We waste too much food. This applies to private households, but also to large canteens and kitchens. Valentin Belser and Jakob Breuninger have declared war on food waste with their start-up Delicious Data, which also supplies ERGO canteens. With the help of artificial intelligence (AI), less food should end up in the rubbish. In an interview, the two founders explain how this is supposed to work.
You founded a start-up that specifically ensures that less food ends up in the rubbish in canteens. How did you come up with it?
Valentin Belser: The idea for Delicious Data came to me at lunch in the university cafeteria: shortly before closing, there was still a large amount of freshly cooked food at the counter, but at the same time there were no more guests to eat it all. This is where we first became aware of the problem of waste in the catering industry.
What is your mission? Is it primarily about sustainability?
Jakob Breuninger: Food waste is a very big problem globally. Worldwide, about one third of all food is lost along the value chain. This is not only a waste of valuable resources, but also highly damaging to the climate. Because wasted food alone is responsible for eight per cent of global CO2 emissions.
Belser: With our software, we provide companies with a tool that they can use in the company canteen, in restaurant chains and also in large bakeries to make a contribution to counteracting climate change and at the same time optimise internal processes.
What specifically makes up your business model?
Belser: We founded Delicious Data with the aim of using advances in AI to increase sustainability in out-of-home catering.
Breuninger: To do this, we have developed a deep-learning algorithm that calculates a precise forecast for future sales from the history of customer data, planned meals and other external factors - such as weather, holiday periods or public holidays. This makes it possible to buy according to demand and plan production well accordingly. There is also the option of accurately recording food waste and visualising this data together in a dashboard. This creates additional transparency and makes it possible to optimise processes in concrete terms. Our system is now used at more than 250 locations.
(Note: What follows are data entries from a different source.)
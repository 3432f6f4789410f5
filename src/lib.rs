//! # vrtrack - pose polling and binding dispatch for OpenVR-style runtimes
//!
//! Sits between a real-time tracking runtime and the application. Provides:
//! - Lifecycle event pumping and per-slot pose sampling
//! - Motion-to-photon prediction (runtime-native or linear extrapolation)
//! - Serial-number bindings, explicit and read from the runtime's tracker roles
//! - Render-synchronous or decoupled (background poller) scheduling
//! - A scoped-subscription notification bus and generic pose consumers
//! - C FFI for integration with C/C++/Unity hosts
//!
//! ## Quick Start
//! ```no_run
//! use vrtrack::{MockRuntime, Notification, NotificationKinds, Tracker, TrackerConfig};
//!
//! let mut tracker = Tracker::new(Box::new(MockRuntime::new()), TrackerConfig::from_env());
//! tracker.initialize().unwrap();
//! tracker.bindings().load_bindings_json(r#"{"LHR-ABC123": "tracker.waist"}"#).unwrap();
//!
//! let bound = tracker.subscribe(NotificationKinds::BOUND_POSE);
//! for _ in 0..100 {
//!     tracker.tick();
//!     for n in bound.drain() {
//!         if let Notification::BoundPose { binding, pose, .. } = n {
//!             println!("{}: {:?}", binding, pose.position);
//!         }
//!     }
//! }
//! ```

pub mod error;
pub mod math;
pub mod types;
pub mod runtime;
pub mod mock;
pub mod timing;
pub mod device;
pub mod pump;
pub mod sampler;
pub mod predict;
pub mod bindings;
pub mod bus;
pub mod source;
pub mod poller;
pub mod dispatcher;
pub mod consumer;
pub mod config;
pub mod ffi;

pub use bindings::{BindingResolver, BindingTable, RoleSource, SettingsFileSource, StaticRoleSource};
pub use bus::{EventBus, Notification, Subscription};
pub use config::{Schedule, TrackerConfig};
pub use consumer::{DeviceSelector, PoseConsumer};
pub use dispatcher::{TickReport, Tracker};
pub use error::TrackerError;
pub use mock::MockRuntime;
pub use predict::PredictionStrategy;
pub use runtime::{DeviceProperty, TrackingRuntime};
pub use source::TrackingFrame;
pub use timing::FrameClock;
pub use types::*;

/// Result type alias for vrtrack operations.
pub type Result<T> = std::result::Result<T, TrackerError>;
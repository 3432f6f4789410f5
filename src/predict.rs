//! Pose extrapolation.
//!
//! Position is advanced linearly. Orientation integrates a constant angular
//! velocity over the delta with the quaternion exponential map:
//!
//!   w  = delta * omega / 2
//!   dq = (sin|w| / |w| * w, cos|w|)
//!   q' = dq * q
//!
//! Angular velocity is expressed in tracking-space axes, hence the left
//! multiplication.

use crate::math::{self, Quaternion};
use crate::runtime::RuntimeSession;
use crate::sampler::PoseSampler;
use crate::types::{invalid_pose_array, Pose, PoseArray, TrackingOrigin};

/// Below this value of `theta^2`, `sin(theta)/theta` is replaced by its
/// Taylor expansion `1 - theta^2/6`.
pub fn small_angle_threshold() -> f64 {
    (120.0 * f64::EPSILON).sqrt()
}

/// Extrapolate `pose` by `delta` seconds using its own velocities.
///
/// Validity and connection flags are carried over untouched; callers check
/// them before using the result.
pub fn predict(pose: &Pose, delta: f64) -> Pose {
    let position = math::add_scaled(pose.position, delta, pose.velocity);

    let half = 0.5 * delta;
    let w = [
        pose.angular_velocity[0] * half,
        pose.angular_velocity[1] * half,
        pose.angular_velocity[2] * half,
    ];
    let theta_sq = w[0] * w[0] + w[1] * w[1] + w[2] * w[2];
    let theta = theta_sq.sqrt();
    let s = if theta_sq < small_angle_threshold() {
        1.0 - theta_sq / 6.0
    } else {
        theta.sin() / theta
    };
    let dq = Quaternion::new(s * w[0], s * w[1], s * w[2], theta.cos());

    Pose {
        position,
        orientation: dq.mul(pose.orientation),
        ..*pose
    }
}

/// Extrapolate every slot of `poses` in place.
pub fn predict_all(poses: &mut [Pose], delta: f64) {
    for pose in poses.iter_mut() {
        *pose = predict(pose, delta);
    }
}

/// How poses are projected forward before delivery.
#[derive(Debug, Clone, Copy, PartialEq, Eq, Default)]
pub enum PredictionStrategy {
    /// Instantaneous poses, no prediction.
    #[default]
    None,
    /// Ask the runtime to predict.
    Native,
    /// Sample instantaneous poses and extrapolate them here.
    Linear,
    /// Run both, log the difference, deliver the linear result.
    Compare,
}

impl PredictionStrategy {
    pub fn from_name(name: &str) -> Option<Self> {
        match name {
            "none" => Some(Self::None),
            "native" => Some(Self::Native),
            "linear" => Some(Self::Linear),
            "compare" => Some(Self::Compare),
            _ => None,
        }
    }

    pub fn name(&self) -> &'static str {
        match self {
            Self::None => "none",
            Self::Native => "native",
            Self::Linear => "linear",
            Self::Compare => "compare",
        }
    }
}

/// Per-device difference between linear and native prediction.
#[derive(Debug, Clone, Copy, PartialEq)]
pub struct PoseDivergence {
    pub index: u32,
    /// Distance between the two predicted positions, meters.
    pub position_delta: f64,
    /// Rotation from native to linear as `[roll, pitch, yaw]` degrees.
    pub rotation_delta_deg: [f64; 3],
}

/// Divergence for every slot connected in both arrays.
///
/// # Panics
///
/// If the arrays differ in length: both must come from the same runtime.
pub fn compare(linear: &[Pose], native: &[Pose]) -> Vec<PoseDivergence> {
    assert_eq!(
        linear.len(),
        native.len(),
        "compared pose arrays must have the same device count"
    );
    linear
        .iter()
        .zip(native.iter())
        .enumerate()
        .filter(|(_, (a, b))| a.connected && b.connected)
        .map(|(i, (a, b))| PoseDivergence {
            index: i as u32,
            position_delta: math::norm(math::sub(a.position, b.position)),
            rotation_delta_deg: math::quaternion_to_euler(
                a.orientation.mul(b.orientation.conjugate()),
            ),
        })
        .collect()
}

/// Runs a [`PredictionStrategy`] on top of a [`PoseSampler`].
pub struct PosePredictor {
    strategy: PredictionStrategy,
    native: Box<PoseArray>,
    divergences: Vec<PoseDivergence>,
}

impl PosePredictor {
    pub fn new(strategy: PredictionStrategy) -> Self {
        Self {
            strategy,
            native: invalid_pose_array(),
            divergences: Vec::new(),
        }
    }

    pub fn strategy(&self) -> PredictionStrategy {
        self.strategy
    }

    /// Sample all slots and apply the strategy with `delta` seconds of
    /// lookahead, writing the delivered poses into `out`.
    pub fn sample_into(
        &mut self,
        sampler: &mut PoseSampler,
        session: &mut RuntimeSession,
        origin: TrackingOrigin,
        delta: f64,
        out: &mut PoseArray,
    ) {
        self.divergences.clear();
        match self.strategy {
            PredictionStrategy::None => sampler.sample_into(session, origin, 0.0, out),
            PredictionStrategy::Native => sampler.sample_into(session, origin, delta, out),
            PredictionStrategy::Linear => {
                sampler.sample_into(session, origin, 0.0, out);
                predict_all(out, delta);
            }
            PredictionStrategy::Compare => {
                sampler.sample_into(session, origin, delta, &mut self.native);
                sampler.sample_into(session, origin, 0.0, out);
                predict_all(out, delta);
                self.divergences = compare(&out[..], &self.native[..]);
                for d in &self.divergences {
                    log::debug!(
                        "Prediction divergence device {}: {:.4} m, rot [{:.3}, {:.3}, {:.3}] deg",
                        d.index,
                        d.position_delta,
                        d.rotation_delta_deg[0],
                        d.rotation_delta_deg[1],
                        d.rotation_delta_deg[2]
                    );
                }
            }
        }
    }

    /// Divergences recorded by the last compare-mode sample.
    pub fn divergences(&self) -> &[PoseDivergence] {
        &self.divergences
    }
}

#[cfg(test)]
mod tests {
    use super::*;
    use crate::mock::MockRuntime;
    use crate::runtime::DEFAULT_INIT_TIMEOUT;
    use std::f64::consts::PI;

    fn moving_pose() -> Pose {
        Pose {
            position: [0.5, 1.6, -0.3],
            orientation: Quaternion::from_axis_angle([0.2, 1.0, -0.1], 0.8),
            velocity: [0.4, -0.1, 0.9],
            angular_velocity: [1.5, -0.7, 2.2],
            valid: true,
            connected: true,
        }
    }

    fn assert_pose_close(a: &Pose, b: &Pose, tol: f64) {
        for i in 0..3 {
            assert!((a.position[i] - b.position[i]).abs() < tol, "{:?} vs {:?}", a, b);
        }
        assert!(a.orientation.approx_eq(b.orientation, tol), "{:?} vs {:?}", a, b);
    }

    #[test]
    fn test_zero_delta_is_identity() {
        let p = moving_pose();
        let out = predict(&p, 0.0);
        assert_pose_close(&out, &p, 1e-12);
        assert_eq!(out.velocity, p.velocity);
    }

    #[test]
    fn test_zero_angular_velocity_keeps_orientation() {
        let p = Pose {
            angular_velocity: [0.0; 3],
            ..moving_pose()
        };
        for delta in [0.001, 0.1, 5.0, -2.0] {
            let out = predict(&p, delta);
            assert!(out.orientation.approx_eq(p.orientation, 1e-12));
            assert!((out.position[2] - (p.position[2] + delta * 0.9)).abs() < 1e-12);
        }
    }

    #[test]
    fn test_half_turn_about_z() {
        let p = Pose {
            orientation: Quaternion::IDENTITY,
            angular_velocity: [0.0, 0.0, PI],
            ..moving_pose()
        };
        let out = predict(&p, 1.0);
        assert!((out.orientation.angle_to(Quaternion::IDENTITY) - PI).abs() < 1e-9);
        let v = out.orientation.rotate([1.0, 0.0, 0.0]);
        assert!((v[0] + 1.0).abs() < 1e-9);
    }

    #[test]
    fn test_world_frame_composition() {
        let q = Quaternion::from_axis_angle([1.0, 0.0, 0.0], 0.6);
        let p = Pose {
            orientation: q,
            angular_velocity: [0.0, 2.0, 0.0],
            ..moving_pose()
        };
        let out = predict(&p, 0.25);
        let expected = Quaternion::from_axis_angle([0.0, 1.0, 0.0], 0.5).mul(q);
        assert!(out.orientation.approx_eq(expected, 1e-12));
    }

    #[test]
    fn test_continuous_across_small_angle_threshold() {
        let threshold = small_angle_threshold();
        // Angular speed such that theta^2 sits right at the threshold at delta = 1.
        let omega = 2.0 * threshold.sqrt();
        let p = Pose {
            angular_velocity: [omega, 0.0, 0.0],
            ..moving_pose()
        };
        let below = predict(&p, 1.0 - 1e-9);
        let above = predict(&p, 1.0 + 1e-9);
        assert!(below.orientation.approx_eq(above.orientation, 1e-9));

        // Shrinking delta converges to the sample.
        let mut prev = f64::INFINITY;
        for delta in [1e-1, 1e-2, 1e-3, 1e-4, 1e-6] {
            let out = predict(&moving_pose(), delta);
            let err = out.orientation.angle_to(moving_pose().orientation);
            assert!(err < prev);
            prev = err;
        }
        assert!(prev < 1e-5);
    }

    #[test]
    fn test_result_stays_unit() {
        let out = predict(&moving_pose(), 0.37);
        assert!((out.orientation.norm() - 1.0).abs() < 1e-12);
    }

    #[test]
    fn test_flags_preserved_on_invalid_pose() {
        let p = Pose {
            valid: false,
            connected: true,
            ..moving_pose()
        };
        let out = predict(&p, 0.05);
        assert!(!out.valid);
        assert!(out.connected);
        assert!(!predict(&Pose::INVALID, 0.05).valid);
    }

    #[test]
    fn test_prediction_commutes_with_handedness() {
        let p = moving_pose();
        let a = predict(&p, 0.02).to_left_handed();
        let b = predict(&p.to_left_handed(), 0.02);
        assert_pose_close(&a, &b, 1e-12);
    }

    #[test]
    fn test_compare_reports_connected_slots() {
        let a = [moving_pose(), Pose::INVALID];
        let mut b = a;
        b[0].position[0] += 0.03;
        b[0].orientation = Quaternion::from_axis_angle([0.0, 1.0, 0.0], 0.1).mul(a[0].orientation);
        let d = compare(&a, &b);
        assert_eq!(d.len(), 1);
        assert_eq!(d[0].index, 0);
        assert!((d[0].position_delta - 0.03).abs() < 1e-12);
        // Linear lags native by 0.1 rad about Y.
        assert!((d[0].rotation_delta_deg[2] + 0.1f64.to_degrees()).abs() < 1e-6);
    }

    #[test]
    #[should_panic(expected = "same device count")]
    fn test_compare_length_mismatch_panics() {
        compare(&[Pose::INVALID; 3], &[Pose::INVALID; 2]);
    }

    #[test]
    fn test_strategy_names() {
        for s in [
            PredictionStrategy::None,
            PredictionStrategy::Native,
            PredictionStrategy::Linear,
            PredictionStrategy::Compare,
        ] {
            assert_eq!(PredictionStrategy::from_name(s.name()), Some(s));
        }
        assert_eq!(PredictionStrategy::from_name("kalman"), None);
    }

    fn moving_runtime() -> (MockRuntime, RuntimeSession) {
        let mock = MockRuntime::new();
        mock.connect_device(1, "LHR-1");
        mock.set_pose(1, [0.0, 1.0, 0.0], Quaternion::IDENTITY);
        mock.set_velocity(1, [1.0, 0.0, 0.0], [0.0, 2.0, 0.0]);
        let mut session = RuntimeSession::new(Box::new(mock.clone()), DEFAULT_INIT_TIMEOUT);
        session.initialize().unwrap();
        (mock, session)
    }

    #[test]
    fn test_native_strategy_forwards_offset() {
        let (mock, mut session) = moving_runtime();
        let mut predictor = PosePredictor::new(PredictionStrategy::Native);
        let mut out = invalid_pose_array();
        predictor.sample_into(&mut PoseSampler::new(), &mut session, TrackingOrigin::Standing, 0.05, &mut out);
        assert!((mock.last_seconds_ahead().unwrap() - 0.05).abs() < 1e-6);
        assert!((out[1].position[0] - 0.05).abs() < 1e-6);
    }

    #[test]
    fn test_linear_strategy_extrapolates_locally() {
        let (mock, mut session) = moving_runtime();
        let mut predictor = PosePredictor::new(PredictionStrategy::Linear);
        let mut out = invalid_pose_array();
        predictor.sample_into(&mut PoseSampler::new(), &mut session, TrackingOrigin::Standing, 0.5, &mut out);
        assert_eq!(mock.last_seconds_ahead(), Some(0.0));
        assert!((out[1].position[0] - 0.5).abs() < 1e-6);
        let expected = Quaternion::from_axis_angle([0.0, 1.0, 0.0], 1.0);
        assert!(out[1].orientation.approx_eq(expected, 1e-6));
    }

    #[test]
    fn test_compare_strategy_records_divergence() {
        let (_mock, mut session) = moving_runtime();
        let mut predictor = PosePredictor::new(PredictionStrategy::Compare);
        let mut out = invalid_pose_array();
        predictor.sample_into(&mut PoseSampler::new(), &mut session, TrackingOrigin::Standing, 0.5, &mut out);

        let d = predictor.divergences();
        assert_eq!(d.len(), 1);
        assert_eq!(d[0].index, 1);
        // The mock predicts position only, so positions agree and the
        // orientations differ by the integrated yaw.
        assert!(d[0].position_delta < 1e-6);
        assert!((d[0].rotation_delta_deg[2] - 1.0f64.to_degrees()).abs() < 1e-3);
    }
}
Explain: How can AI help with the issue of food waste?
Breuninger: Our AI-based sales forecasts map very precisely and realistically which dishes the customers would like to have, so that the purchase and then the preparation of the dishes can already be optimised here. A dynamic calculation based on the grown database leads to very accurate forecasts that are also updated during the course of the day. In this way, overproduction can be minimised even in large canteens at the end of the value chain.
What exactly does Food Waste Tracking mean in this context?
Belser: In addition to forecasts, our tool also offers food waste monitoring. This enables users to precisely record food waste and to visualise and evaluate its development via a dashboard. This reveals further savings potential. In concrete terms, the size of the respective portions or the choice of assortment can then be considered during planning.
Breuninger: Practically, this feature is based on a web app in which the weighed waste is directly recorded and displayed in our analysis dashboard. So there is no need for any additional hardware or other IT integration from external systems. This feature is the result of our successful cooperation with ERGO Gourmet.
According to a study by the German Federal Ministry of Food and Agriculture, 20 per cent of food in canteens and cafeterias ends up in the rubbish. How much of this could be avoided with AI support?
Belser: Quite a bit. The savings potential is made up of several factors that we can influence with our software. First of all, there is the planning accuracy, which we can optimise through the forecasts and which reduce food waste already in purchasing. Our experience shows that the planning accuracy is 40 per cent better. Secondly, the survey of food waste contributes to the fact that we have been able to reduce food waste at our customers by 30 per cent with further analyses.
What is the cooperation with ERGO Gourmet's company catering and what have you been able to achieve there so far?
Breuninger: At this point it is really interesting to look at the concrete figures that we have already been able to optimise for ERGO Gourmet: Because in the 6-month pilot phase alone, almost 7,000 meals could be saved. This corresponds to a climate impact of 8,651 kilograms less CO2 and 380,650 litres less fresh water wasted. We are pleased about this commitment to more sustainability and would like to take this opportunity to thank ERGO for the very good, cooperative partnership.
Which industries can you support with your AI concept?
Belser: We want to make a positive impact with our solution in all areas of the food value chain and support companies on the path to digital transformation. Wherever demand is uncertain and fluctuations cannot be optimally mapped and incorporated manually, AI offers opportunities to save resources. In this way, we can help not only canteens and cafeterias, but also bakeries, snack bars and system gastronomy.
What developments are in store for the future?
Breuninger: We are currently working on the intraday forecast, i.e. a forecast for the current day. This involves calculating over the course of the day how many goods will be needed and whether additional production will be necessary on site. This evaluation can be controlled with a simple "to-do" app, so that here, too, work processes are simplified and production takes place according to the calculated demand, which optimises the use of food.